The library automatically respects .genignore files in repositories. This works like .gitignore but is specifically for controlling what content is exposed to LLMs/AI tools.

Default patterns (when no .genignore exists):

package-lock.json
build
node_modules

Disable with disableGenignore: true.

Token Management

Files are sorted by token count (smallest first) and included until maxTokens is reached. This ensures maximum file coverage within your token budget.

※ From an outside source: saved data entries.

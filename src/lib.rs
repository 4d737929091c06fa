pub mod mqtt_handler;

// MODULES
pub mod board;
pub mod config;
pub mod controller;
pub mod engine;
pub mod hardware;
pub mod mixer;
pub mod sampler;
pub mod state;

use std::fmt;

use serde::Serialize;

use crate::state::AlarmState;

/// One of the two independent alarm circuits
#[derive(Debug, Clone, Copy, PartialEq, Eq, Hash, Serialize)]
pub enum Channel {
    /// PIR motion sensor, red button and light
    Interior,
    /// Tamper loop, blue button and light
    Bike,
}

impl Channel {
    /// Both channels, in evaluation order
    pub const ALL: [Channel; 2] = [Channel::Interior, Channel::Bike];

    /// The colour of the button and light wired to this channel
    pub fn color(self) -> &'static str {
        match self {
            Channel::Interior => "Red",
            Channel::Bike => "Blue",
        }
    }

    /// The topic transitions of this channel are published on
    pub fn state_topic(self) -> &'static str {
        match self {
            Channel::Interior => INTERIOR_STATE_TOPIC,
            Channel::Bike => BIKE_STATE_TOPIC,
        }
    }
}

impl fmt::Display for Channel {
    fn fmt(&self, f: &mut fmt::Formatter<'_>) -> fmt::Result {
        match self {
            Channel::Interior => write!(f, "Interior"),
            Channel::Bike => write!(f, "Bike"),
        }
    }
}

/// A state transition to be published
#[derive(Debug, Clone, Copy, PartialEq, Eq, Serialize)]
pub struct AlarmEvent {
    pub channel: Channel,
    pub from: AlarmState,
    pub to: AlarmState,
    /// Wall clock time of the transition, ms since the unix epoch
    pub time_ms: u64,
}

/// the topic interior channel transitions are published to
pub const INTERIOR_STATE_TOPIC: &str = "RV/Alarm/Interior/State";

/// the topic bike channel transitions are published to
pub const BIKE_STATE_TOPIC: &str = "RV/Alarm/Bike/State";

const result = await parseGitHubZip(stream, owner, repo, branch, {
  maxTokens: 100000
});

console.log(`Used ${result.tokens} of ${result.totalTokens} available tokens`);

Output Format

The fileString output is formatted for optimal LLM consumption:

├── src/ (1500 tokens)
│   ├── index.ts (500 tokens)
│   └── utils.ts (1000 tokens)
└── package.json (200 tokens)


/src/index.ts:
--------------------------------------------------------------------------------
 1 | import { foo } from "./utils";
 2 |
 3 | export function main() {
 4 |   return foo();
 5 | }


--------------------------------------------------------------------------------

/src/utils.ts:
--------------------------------------------------------------------------------
 1 | export function foo() {
 2 |   return "bar";
 3 | }


--------------------------------------------------------------------------------

Exported Utilities

import {
  // Main function
  parseGitHubZip,

  // Parsing utilities
  parseZipStreaming,
  addLineNumbers,
  calculateFileTokens,
  matchesGlobPatterns,      // Check if path matches glob patterns
  contentMatchesSearch,     // Check if content matches search criteria

  // Formatting utilities
  formatRepoContent,
  filePathToNestedObject,
  filePathToTokenTree,
  tokenTreeToString,

  // Types
  type UithubResult,
  type ContentType,
  type FormatOptions,
  type ParseOptions,
  type NestedObject,
  type TokenTree,
  type StreamingParseContext,
  type SearchOptions,       // Options for content search

  // Constants
  CHARACTERS_PER_TOKEN  // Default: 5
} from "@janwilmake/uithub";

Binary Files

Binary files are not included as content. Instead, a URL to the raw file is provided:

// Binary file in result.files
{
  "/images/logo.png": {
    type: "binary",
    url: "https://raw.githubusercontent.com/owner/repo/main/images/logo.png",
    hash: "abc123...",
    size: 12345
  }
}

License

MIT